Cancer Research UK says it is looking to the future with renewed but cautious optimism following one of the most difficult years in its history.
The charity’s latest Annual Report and Accounts, published yesterday (21 July) shares the impact of the pandemic on its income and spend on charitable activities over the past year, as well as how it has adapted to changes.
Key figures from Cancer Research UK’s Annual Report and Accounts 20/21 include:Cancer Research UK spent £419m on charitable activities over the last financial year, including £388m on cancer research. However, the impact of the pandemic meant it spent £80m less on cancer research than in the previous year.It raised a total income of £582m, a decrease of £74m from the previous year. The reduction in income was largely due to the temporary closure of its shops and postponement or cancellation of fundraising events due to national and regional restrictions.

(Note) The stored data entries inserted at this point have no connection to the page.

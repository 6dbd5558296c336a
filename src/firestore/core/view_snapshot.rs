use std::collections::{BTreeMap, BTreeSet};

use crate::firestore::core::query::Query;
use crate::firestore::model::{Document, DocumentKey, DocumentSet};

#[derive(Clone, Copy, Debug, PartialEq, Eq, Hash, PartialOrd, Ord)]
pub enum ChangeType {
    Removed,
    Added,
    Modified,
    /// Only the document's metadata (pending writes) changed.
    Metadata,
}

#[derive(Clone, Debug, PartialEq)]
pub struct DocumentViewChange {
    pub change_type: ChangeType,
    pub doc: Document,
}

impl DocumentViewChange {
    pub fn new(change_type: ChangeType, doc: Document) -> Self {
        Self { change_type, doc }
    }
}

/// Collapses successive changes to the same document into one.
#[derive(Clone, Debug, Default)]
pub struct DocumentChangeSet {
    changes: BTreeMap<DocumentKey, DocumentViewChange>,
}

impl DocumentChangeSet {
    pub fn new() -> Self {
        Self::default()
    }

    pub fn track(&mut self, change: DocumentViewChange) {
        let key = change.doc.key().clone();
        let Some(old) = self.changes.get(&key) else {
            self.changes.insert(key, change);
            return;
        };

        use ChangeType::*;
        let merged = match (old.change_type, change.change_type) {
            (Metadata, new_type) if new_type != Added => Some(change),
            (old_type, Metadata) if old_type != Removed => {
                Some(DocumentViewChange::new(old_type, change.doc))
            }
            (Modified, Modified) => Some(DocumentViewChange::new(Modified, change.doc)),
            (Added, Modified) => Some(DocumentViewChange::new(Added, change.doc)),
            (Added, Removed) => None,
            (Modified, Removed) => Some(DocumentViewChange::new(Removed, old.doc.clone())),
            (Removed, Added) => Some(DocumentViewChange::new(Modified, change.doc)),
            (old_type, new_type) => {
                log::error!(
                    "unsupported document change combination {old_type:?} -> {new_type:?} for {key}"
                );
                Some(change)
            }
        };

        match merged {
            Some(merged) => {
                self.changes.insert(key, merged);
            }
            None => {
                self.changes.remove(&key);
            }
        }
    }

    pub fn changes(&self) -> Vec<DocumentViewChange> {
        self.changes.values().cloned().collect()
    }
}

#[derive(Clone, Copy, Debug, PartialEq, Eq)]
pub enum SyncState {
    Local,
    Synced,
}

/// One raised result set of a query together with what changed since the
/// previous one.
#[derive(Clone, Debug, PartialEq)]
pub struct ViewSnapshot {
    pub query: Query,
    pub docs: DocumentSet,
    pub old_docs: DocumentSet,
    pub doc_changes: Vec<DocumentViewChange>,
    pub mutated_keys: BTreeSet<DocumentKey>,
    pub from_cache: bool,
    pub sync_state_changed: bool,
    pub excludes_metadata_changes: bool,
}

impl ViewSnapshot {
    /// Snapshot presenting every document as newly added.
    pub fn from_initial_documents(
        query: Query,
        documents: DocumentSet,
        mutated_keys: BTreeSet<DocumentKey>,
        from_cache: bool,
    ) -> Self {
        let doc_changes = documents
            .iter()
            .map(|doc| DocumentViewChange::new(ChangeType::Added, doc.clone()))
            .collect();
        let old_docs = DocumentSet::new(documents.comparator());
        Self {
            query,
            docs: documents,
            old_docs,
            doc_changes,
            mutated_keys,
            from_cache,
            sync_state_changed: true,
            excludes_metadata_changes: false,
        }
    }

    pub fn has_pending_writes(&self) -> bool {
        !self.mutated_keys.is_empty()
    }
}
impl TargetCache {
    pub fn new(serializer: LocalSerializer) -> Self {
        Self { serializer }
    }

    pub fn get_metadata(&self, txn: &PersistenceTransaction<'_, '_>) -> FirestoreResult<DbTargetGlobal> {
        Ok(txn
            .get::<DbTargetGlobal>(TARGET_GLOBAL, TARGET_GLOBAL_KEY)?
            .unwrap_or_default())
    }

    fn save_metadata(
        &self,
        txn: &mut PersistenceTransaction<'_, '_>,
        metadata: &DbTargetGlobal,
    ) -> FirestoreResult<()> {
        txn.put(TARGET_GLOBAL, TARGET_GLOBAL_KEY, metadata)
    }

    pub fn get_highest_sequence_number(
        &self,
        txn: &PersistenceTransaction<'_, '_>,
    ) -> FirestoreResult<ListenSequenceNumber> {
        Ok(self.get_metadata(txn)?.highest_listen_sequence_number)
    }

    pub fn get_last_remote_snapshot_version(
        &self,
        txn: &PersistenceTransaction<'_, '_>,
    ) -> FirestoreResult<SnapshotVersion> {
        Ok(SnapshotVersion::from_micros(
            self.get_metadata(txn)?.last_remote_snapshot_version_micros,
        ))
    }

    /// Records the version of the last applied remote event. Also bumps the
    /// highest sequence number.
    pub fn set_target_metadata(
        &self,
        txn: &mut PersistenceTransaction<'_, '_>,
        highest_sequence_number: ListenSequenceNumber,
        last_remote_snapshot_version: Option<SnapshotVersion>,
    ) -> FirestoreResult<()> {
        let mut metadata = self.get_metadata(txn)?;
        metadata.highest_listen_sequence_number = highest_sequence_number;
        if let Some(version) = last_remote_snapshot_version {
            metadata.last_remote_snapshot_version_micros = version.to_micros();
        }
        self.save_metadata(txn, &metadata)
    }

    /// Next even target id after the highest one handed out.
    pub fn allocate_target_id(&self, txn: &mut PersistenceTransaction<'_, '_>) -> FirestoreResult<TargetId> {
        let mut metadata = self.get_metadata(txn)?;
        let target_id = TargetIdGenerator::for_target_cache(metadata.highest_target_id).next();
        metadata.highest_target_id = target_id;
        self.save_metadata(txn, &metadata)?;
        Ok(target_id)
    }

    pub fn get_target_count(&self, txn: &PersistenceTransaction<'_, '_>) -> FirestoreResult<i64> {
        Ok(self.get_metadata(txn)?.target_count)
    }

    pub fn add_target_data(
        &self,
        txn: &mut PersistenceTransaction<'_, '_>,
        target_data: &TargetData,
    ) -> FirestoreResult<()> {
        self.save_target_data(txn, target_data)?;
        let mut metadata = self.get_metadata(txn)?;
        metadata.target_count += 1;
        Self::update_metadata_from_target_data(&mut metadata, target_data);
        self.save_metadata(txn, &metadata)
    }

    pub fn update_target_data(
        &self,
        txn: &mut PersistenceTransaction<'_, '_>,
        target_data: &TargetData,
    ) -> FirestoreResult<()> {
        self.save_target_data(txn, target_data)?;
        let mut metadata = self.get_metadata(txn)?;
        if Self::update_metadata_from_target_data(&mut metadata, target_data) {
            self.save_metadata(txn, &metadata)?;
        }
        Ok(())
    }

    /// Removes the target and its document associations.
    pub fn remove_target_data(
        &self,
        txn: &mut PersistenceTransaction<'_, '_>,
        target_data: &TargetData,
    ) -> FirestoreResult<()> {
        self.remove_matching_keys_for_target_id(txn, target_data.target_id)?;
        self.delete_target_row(txn, target_data.target_id, &target_data.target.canonical_id())?;
        let mut metadata = self.get_metadata(txn)?;
        metadata.target_count = (metadata.target_count - 1).max(0);
        self.save_metadata(txn, &metadata)
    }

    /// Removes every target with a sequence number at or below
    /// `upper_bound` that is not in `active_target_ids`, along with its
    /// document associations. Returns how many were removed.
    pub fn remove_targets(
        &self,
        txn: &mut PersistenceTransaction<'_, '_>,
        upper_bound: ListenSequenceNumber,
        active_target_ids: &BTreeSet<TargetId>,
    ) -> FirestoreResult<usize> {
        let doomed: Vec<DbTarget> = txn
            .scan_all::<DbTarget>(TARGETS)?
            .into_iter()
            .map(|(_, record)| record)
            .filter(|record| {
                record.last_listen_sequence_number <= upper_bound
                    && !active_target_ids.contains(&record.target_id)
            })
            .collect();
        for record in &doomed {
            self.remove_matching_keys_for_target_id(txn, record.target_id)?;
            self.delete_target_row(txn, record.target_id, &record.canonical_id)?;
        }
        if !doomed.is_empty() {
            let mut metadata = self.get_metadata(txn)?;
            metadata.target_count = (metadata.target_count - doomed.len() as i64).max(0);
            self.save_metadata(txn, &metadata)?;
        }
        Ok(doomed.len())
    }

    pub fn get_all_targets(&self, txn: &PersistenceTransaction<'_, '_>) -> FirestoreResult<Vec<TargetData>> {
        txn.scan_all::<DbTarget>(TARGETS)?
            .iter()
            .map(|(_, record)| self.serializer.from_db_target(record))
            .collect()
    }

    /// The cached data for `target`, if it was ever listened to.
    pub fn get_target_data(
        &self,
        txn: &PersistenceTransaction<'_, '_>,
        target: &Target,
    ) -> FirestoreResult<Option<TargetData>> {
        let mut prefix = target.canonical_id();
        prefix.push(KEY_SEPARATOR);
        for (_, target_id) in txn.scan_prefix::<TargetId>(TARGETS_BY_CANONICAL_ID, &prefix)? {
            if let Some(target_data) = self.get_target_data_for_target_id(txn, target_id)? {
                // Canonical ids can collide; compare the full target.
                if &target_data.target == target {
                    return Ok(Some(target_data));
                }
            }
        }
        Ok(None)
    }

    pub fn get_target_data_for_target_id(
        &self,
        txn: &PersistenceTransaction<'_, '_>,
        target_id: TargetId,
    ) -> FirestoreResult<Option<TargetData>> {
        txn.get::<DbTarget>(TARGETS, &target_key(target_id))?
            .map(|record| self.serializer.from_db_target(&record))
            .transpose()
    }

    pub fn add_matching_keys(
        &self,
        txn: &mut PersistenceTransaction<'_, '_>,
        keys: &BTreeSet<DocumentKey>,
        target_id: TargetId,
    ) -> FirestoreResult<()> {
        for key in keys {
            let row = DbTargetDocument {
                target_id,
                path: encode_path(key.path()),
                sequence_number: None,
            };
            txn.put(TARGET_DOCUMENTS, target_document_key(target_id, key), &row)?;
            txn.put(DOCUMENT_TARGETS, document_target_key(key, target_id), &row)?;
            self.update_sentinel(txn, key)?;
        }
        Ok(())
    }

    pub fn remove_matching_keys(
        &self,
        txn: &mut PersistenceTransaction<'_, '_>,
        keys: &BTreeSet<DocumentKey>,
        target_id: TargetId,
    ) -> FirestoreResult<()> {
        for key in keys {
            txn.delete(TARGET_DOCUMENTS, target_document_key(target_id, key))?;
            txn.delete(DOCUMENT_TARGETS, document_target_key(key, target_id))?;
            self.update_sentinel(txn, key)?;
        }
        Ok(())
    }

    pub fn remove_matching_keys_for_target_id(
        &self,
        txn: &mut PersistenceTransaction<'_, '_>,
        target_id: TargetId,
    ) -> FirestoreResult<()> {
        let rows = txn.scan_prefix::<DbTargetDocument>(TARGET_DOCUMENTS, &target_prefix(target_id))?;
        for (row_key, row) in rows {
            txn.delete(TARGET_DOCUMENTS, row_key)?;
            txn.delete(
                DOCUMENT_TARGETS,
                composite_key([row.path.as_str(), target_key(target_id).as_str()]),
            )?;
        }
        Ok(())
    }

    pub fn get_matching_keys_for_target_id(
        &self,
        txn: &PersistenceTransaction<'_, '_>,
        target_id: TargetId,
    ) -> FirestoreResult<BTreeSet<DocumentKey>> {
        txn.scan_prefix::<DbTargetDocument>(TARGET_DOCUMENTS, &target_prefix(target_id))?
            .into_iter()
            .map(|(_, row)| decode_key(&row.path))
            .collect()
    }

    /// Whether any target (sentinel rows aside) references `key`.
    pub fn contains_key(&self, txn: &PersistenceTransaction<'_, '_>, key: &DocumentKey) -> FirestoreResult<bool> {
        Ok(txn
            .scan_prefix::<DbTargetDocument>(DOCUMENT_TARGETS, &document_prefix(key))?
            .into_iter()
            .any(|(_, row)| row.target_id != SENTINEL_TARGET_ID))
    }

    /// Marks `key` as used at the transaction's sequence number.
    pub fn update_sentinel(
        &self,
        txn: &mut PersistenceTransaction<'_, '_>,
        key: &DocumentKey,
    ) -> FirestoreResult<()> {
        let row = DbTargetDocument {
            target_id: SENTINEL_TARGET_ID,
            path: encode_path(key.path()),
            sequence_number: Some(txn.current_sequence_number()),
        };
        txn.put(TARGET_DOCUMENTS, target_document_key(SENTINEL_TARGET_ID, key), &row)?;
        txn.put(DOCUMENT_TARGETS, document_target_key(key, SENTINEL_TARGET_ID), &row)
    }

    pub fn remove_sentinel(
        &self,
        txn: &mut PersistenceTransaction<'_, '_>,
        key: &DocumentKey,
    ) -> FirestoreResult<()> {
        txn.delete(TARGET_DOCUMENTS, target_document_key(SENTINEL_TARGET_ID, key))?;
        txn.delete(DOCUMENT_TARGETS, document_target_key(key, SENTINEL_TARGET_ID))
    }

    /// Documents with a sentinel row but no target membership, with the
    /// sequence number of their last use.
    pub fn get_orphaned_documents(
        &self,
        txn: &PersistenceTransaction<'_, '_>,
    ) -> FirestoreResult<Vec<(DocumentKey, ListenSequenceNumber)>> {
        let mut by_path: BTreeMap<String, (Option<ListenSequenceNumber>, bool)> = BTreeMap::new();
        for (_, row) in txn.scan_all::<DbTargetDocument>(DOCUMENT_TARGETS)? {
            let entry = by_path.entry(row.path).or_insert((None, false));
            if row.target_id == SENTINEL_TARGET_ID {
                entry.0 = row.sequence_number;
            } else {
                entry.1 = true;
            }
        }
        by_path
            .into_iter()
            .filter_map(|(path, (sequence_number, referenced))| match (sequence_number, referenced) {
                (Some(sequence_number), false) => Some((path, sequence_number)),
                _ => None,
            })
            .map(|(path, sequence_number)| Ok((decode_key(&path)?, sequence_number)))
            .collect()
    }

    fn save_target_data(
        &self,
        txn: &mut PersistenceTransaction<'_, '_>,
        target_data: &TargetData,
    ) -> FirestoreResult<()> {
        let record = self.serializer.to_db_target(target_data);
        txn.put(
            TARGETS_BY_CANONICAL_ID,
            composite_key([record.canonical_id.as_str(), target_key(record.target_id).as_str()]),
            &record.target_id,
        )?;
        txn.put(TARGETS, target_key(record.target_id), &record)
    }

    fn delete_target_row(
        &self,
        txn: &mut PersistenceTransaction<'_, '_>,
        target_id: TargetId,
        canonical_id: &str,
    ) -> FirestoreResult<()> {
        txn.delete(TARGETS, target_key(target_id))?;
        txn.delete(
            TARGETS_BY_CANONICAL_ID,
            composite_key([canonical_id, target_key(target_id).as_str()]),
        )
    }

    fn update_metadata_from_target_data(metadata: &mut DbTargetGlobal, target_data: &TargetData) -> bool {
        let mut updated = false;
        if target_data.target_id > metadata.highest_target_id {
            metadata.highest_target_id = target_data.target_id;
            updated = true;
        }
        if target_data.sequence_number > metadata.highest_listen_sequence_number {
            metadata.highest_listen_sequence_number = target_data.sequence_number;
            updated = true;
        }
        updated
    }
}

Cancer Research UK initially expected to see a reduction in income of £300m over three years (2020-2023) but following better than anticipated performance over the past year, now expects that figure to be £250m. Cost saving measures, coupled with supporters continuing to give generously, means the charity is in a stronger position than it predicted. However, the ongoing uncertainty in the UK means the charity will be approaching the next two years cautiously.
Due to the impact of the pandemic on its income, Cancer Research UK was forced to cut expenditure. This has seen the charity reshape its research model and reduce research spending to £320m in 2021/22, down from the roughly £370m spent annually in the previous two years. Increasing research expenditure is the charity’s top priority if its financial performance is better than expected in future years.
The charity predicts it will return to year-on-year growth in fundraising income from 2022/23 onwards.
Chief Executive Michelle Mitchell said:
“We were forced to take difficult emergency measures at the start of the pandemic to ensure our financial stability and buy us the time to put a plan in place for how we would recover from the pandemic. This agility, unity and the collective strength displayed by our wonderful staff, supporters and volunteers throughout this time, has been admirable.
“I remain cautiously optimistic for the future. The past year proves the value of investing in the long term in the highest quality discovery science and medical research, and what can be achieved through collaboration. Even in a year dominated by the pandemic, we have taken some giant strides , including the launch of Cancer Grand Challenges, our major new partnership with the US National Cancer Institute.
“We can say confidently that we have solid foundations from which to transform how we prevent, diagnose and treat cancer through live-saving research, and have plenty to celebrate from the past year and to look forward to in the years ahead. I firmly believe that we will remember this as a tough few years in a much longer history at the forefront of the global fight against cancer. Our determination to beat cancer hasn’t faltered and we are more focused than ever on our ambition of seeing 3 in 4 people survive their cancer by 2034.”